La apertura de pistas forestales en La Rioja ha suscitado críticas por parte de organizaciones ecologistas, que advierten del grave impacto ambiental sobre los encinares. Según la Asociación Naturalista Rosalía Alpina, estas obras, que implican el uso de maquinaria pesada, generan grandes desmontes y alteraciones del suelo que son visibles a grandes distancias, especialmente en áreas como Bergasillas, Enciso y Cornago.
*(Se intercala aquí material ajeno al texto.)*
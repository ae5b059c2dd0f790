#![cfg_attr(feature = "fail-on-warnings", deny(warnings))]
#![warn(clippy::all, clippy::pedantic, clippy::nursery, clippy::cargo)]
#![allow(clippy::multiple_crate_versions, clippy::cargo_common_metadata)]

//! Dashboard statistics result types.
//!
//! Serialized field names are the dashboard's JSON contract and stay in
//! `snake_case`.

use std::collections::BTreeMap;

use chrono::{DateTime, Utc};
use serde::{Deserialize, Serialize};

/// Complete dashboard payload.
#[derive(Debug, Clone, PartialEq, Serialize, Deserialize)]
pub struct DashboardStats {
    /// When and over what the statistics were computed.
    pub meta: StatsMeta,
    /// Headline numbers.
    pub primary_metrics: PrimaryMetrics,
    /// Supporting numbers.
    pub secondary_metrics: SecondaryMetrics,
    /// Breakdowns by province and tender type.
    pub distribution_metrics: DistributionMetrics,
    /// Launch trends over the last six months.
    pub time_based_analytics: TimeBasedAnalytics,
    /// Busiest issuing entities.
    pub entity_analytics: EntityAnalytics,
    /// Per-province counts with nested tender type shares.
    pub geographical_insights: BTreeMap<String, ProvinceInsight>,
    /// Frequent words in tender subjects.
    pub content_analytics: ContentAnalytics,
    /// Most recently launched tenders.
    pub recent_tenders: Vec<RecentTender>,
    /// Launches this month and last month.
    pub period_comparisons: PeriodComparisons,
}

/// Generation metadata.
#[derive(Debug, Clone, PartialEq, Eq, Serialize, Deserialize)]
pub struct StatsMeta {
    /// Computation timestamp.
    pub generated_at: DateTime<Utc>,
    /// Computation date as `YYYY-MM-DD`.
    pub current_date: String,
    /// What was analysed.
    pub data_source: DataSourceSummary,
}

/// Size of the analysed data set.
#[derive(Debug, Clone, Copy, PartialEq, Eq, Serialize, Deserialize)]
pub struct DataSourceSummary {
    /// Number of open tenders analysed.
    pub total_tenders_analyzed: usize,
}

/// Headline numbers.
#[derive(Debug, Clone, PartialEq, Serialize, Deserialize)]
pub struct PrimaryMetrics {
    /// Number of open tenders.
    pub total_open_tenders: usize,
    /// Month-over-month growth rates.
    pub growth_rates: GrowthRates,
    /// Tenders opening soon.
    pub upcoming_tenders: UpcomingTenders,
}

/// Month-over-month growth rates, in percent.
#[derive(Debug, Clone, Copy, PartialEq, Serialize, Deserialize)]
pub struct GrowthRates {
    /// Growth of open tender launches.
    pub open_tenders: f64,
}

/// Tenders whose opening falls within the next N days.
#[derive(Debug, Clone, Copy, PartialEq, Eq, Serialize, Deserialize)]
pub struct UpcomingTenders {
    /// Opening within 7 days.
    pub next_7_days: usize,
    /// Opening within 14 days.
    pub next_14_days: usize,
    /// Opening within 30 days.
    pub next_30_days: usize,
}

/// Supporting numbers.
#[derive(Debug, Clone, PartialEq, Eq, Serialize, Deserialize)]
pub struct SecondaryMetrics {
    /// Distinct issuing entities.
    pub unique_entities: usize,
    /// Distinct provinces.
    pub unique_provinces: usize,
    /// Mean whole days between launch and opening.
    pub average_days_until_opening: i64,
    /// Tenders bucketed by time left until opening.
    pub time_to_opening_distribution: TimeToOpening,
}

/// Tenders bucketed by time left until opening.
#[derive(Debug, Clone, Copy, Default, PartialEq, Eq, Serialize, Deserialize)]
pub struct TimeToOpening {
    /// Opening is in the past.
    pub already_opened: usize,
    /// Up to 7 days left.
    #[serde(rename = "1-7_days")]
    pub within_7_days: usize,
    /// 8 to 14 days left.
    #[serde(rename = "8-14_days")]
    pub within_14_days: usize,
    /// 15 to 30 days left.
    #[serde(rename = "15-30_days")]
    pub within_30_days: usize,
    /// More than 30 days left.
    pub more_than_30_days: usize,
}

/// A count and its share of the total.
#[derive(Debug, Clone, Copy, PartialEq, Serialize, Deserialize)]
pub struct Share {
    /// Absolute count.
    pub count: usize,
    /// Percentage of the total, one decimal place.
    pub percentage: f64,
}

/// Breakdowns of open tenders.
#[derive(Debug, Clone, PartialEq, Serialize, Deserialize)]
pub struct DistributionMetrics {
    /// Share per province.
    pub province_distribution: BTreeMap<String, Share>,
    /// Share per tender type.
    pub tender_type_distribution: BTreeMap<String, Share>,
}

/// Launch trends, oldest month first.
#[derive(Debug, Clone, PartialEq, Eq, Serialize, Deserialize)]
pub struct TimeBasedAnalytics {
    /// Launches per month.
    pub monthly_trends: Vec<MonthlyTrend>,
    /// Launches per month and tender type.
    pub tender_types_trend: Vec<TypeTrend>,
}

/// Launches in one month.
#[derive(Debug, Clone, PartialEq, Eq, Serialize, Deserialize)]
pub struct MonthlyTrend {
    /// Month as `YYYY-MM`.
    pub month: String,
    /// Open tenders launched that month.
    pub open_tenders: usize,
}

/// Launches per tender type in one month.
#[derive(Debug, Clone, PartialEq, Eq, Serialize, Deserialize)]
pub struct TypeTrend {
    /// Month as `YYYY-MM`.
    pub month: String,
    /// Launches per tender type.
    #[serde(flatten)]
    pub counts: BTreeMap<String, usize>,
}

/// Busiest issuing entities.
#[derive(Debug, Clone, PartialEq, Eq, Serialize, Deserialize)]
pub struct EntityAnalytics {
    /// Top five entities by open tender count.
    pub top_entities: Vec<EntityCount>,
}

/// Open tenders issued by one entity.
#[derive(Debug, Clone, PartialEq, Eq, Serialize, Deserialize)]
pub struct EntityCount {
    /// Entity name.
    pub entity: String,
    /// Open tender count.
    pub count: usize,
}

/// Per-province summary.
#[derive(Debug, Clone, PartialEq, Serialize, Deserialize)]
pub struct ProvinceInsight {
    /// Open tenders in the province.
    pub count: usize,
    /// Share of all open tenders.
    pub percentage: f64,
    /// Tender type shares within the province.
    pub types: BTreeMap<String, Share>,
}

/// Subject keyword statistics.
#[derive(Debug, Clone, PartialEq, Eq, Serialize, Deserialize)]
pub struct ContentAnalytics {
    /// Up to 20 most frequent words.
    pub common_keywords: Vec<KeywordCount>,
}

/// A subject word and how often it occurs.
#[derive(Debug, Clone, PartialEq, Eq, Serialize, Deserialize)]
pub struct KeywordCount {
    /// Lowercased word.
    pub word: String,
    /// Occurrences across all subjects.
    pub count: usize,
}

/// Condensed view of a recently launched tender.
#[derive(Debug, Clone, PartialEq, Eq, Serialize, Deserialize)]
pub struct RecentTender {
    /// Tender reference.
    pub referencia: String,
    /// Subject.
    pub objeto: String,
    /// Issuing entity.
    pub ugea: Option<String>,
    /// Province.
    pub provincia: Option<String>,
    /// Launch date as published.
    pub data_lancamento: Option<String>,
    /// Opening date as published.
    pub data_abertura: Option<String>,
}

/// Launch counts for a month.
#[derive(Debug, Clone, Copy, PartialEq, Eq, Serialize, Deserialize)]
pub struct MonthCounts {
    /// Open tenders launched.
    pub open: usize,
}

/// Current against previous month.
#[derive(Debug, Clone, Copy, PartialEq, Eq, Serialize, Deserialize)]
pub struct PeriodComparisons {
    /// Current calendar month.
    pub current_month: MonthCounts,
    /// Previous calendar month.
    pub previous_month: MonthCounts,
}
#![cfg_attr(feature = "fail-on-warnings", deny(warnings))]
#![warn(clippy::all, clippy::pedantic, clippy::nursery, clippy::cargo)]
#![allow(clippy::multiple_crate_versions, clippy::cargo_common_metadata)]

//! In-memory tender snapshot cache and the machinery that keeps it fresh.
//!
//! [`RefreshOrchestrator`] owns the single authoritative [`CacheState`]:
//! it probes the portal, fetches every category, commits live snapshots,
//! and falls back to the durable copy when anything goes wrong.
//! [`Scheduler`] drives it with a periodic interval plus bounded retries.
//! Everything else reads through a [`SnapshotReader`].
//!
//! # Environment Variables
//!
//! | Variable | Default | Description |
//! |---|---|---|
//! | `CACHE_INTERVAL` | `28800000` | Periodic refresh interval in milliseconds |
//! | `MAX_RETRY_ATTEMPTS` | `2` | Failed attempts retried before waiting for the interval |
//! | `RETRY_DELAY` | `300000` | Delay before a retry in milliseconds |

pub mod orchestrator;
pub mod scheduler;
pub mod source;
pub mod state;

pub use orchestrator::{
    CycleOutcome, FailureReason, OrchestratorConfig, RefreshOrchestrator, RetryDecision,
};
pub use scheduler::Scheduler;
pub use source::UpstreamSource;
pub use state::{CacheState, CacheStatus, Phase, SnapshotReader, SnapshotView};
Los ecologistas señalan que además de la apertura de pistas, existe una tendencia a transformar estos terrenos en usos agrícolas, lo que provoca una disminución progresiva de la biodiversidad y contribuye a procesos de desertificación en áreas vulnerables. Aunque las administraciones defienden que estas actuaciones facilitan el manejo forestal y la prevención de incendios, los críticos argumentan que el daño causado al ecosistema supera los beneficios económicos previstos. Este debate destaca la necesidad de equilibrar la explotación de recursos naturales con la conservación del medio ambiente.

Las alteraciones en estos ecosistemas no solo afectan la integridad del paisaje, sino que también rompen corredores ecológicos, impactando en la fauna que depende de ellos. En un contexto de creciente preocupación por el cambio climático, estas acciones resaltan la dificultad de encontrar un balance adecuado entre desarrollo y conservación en La Rioja.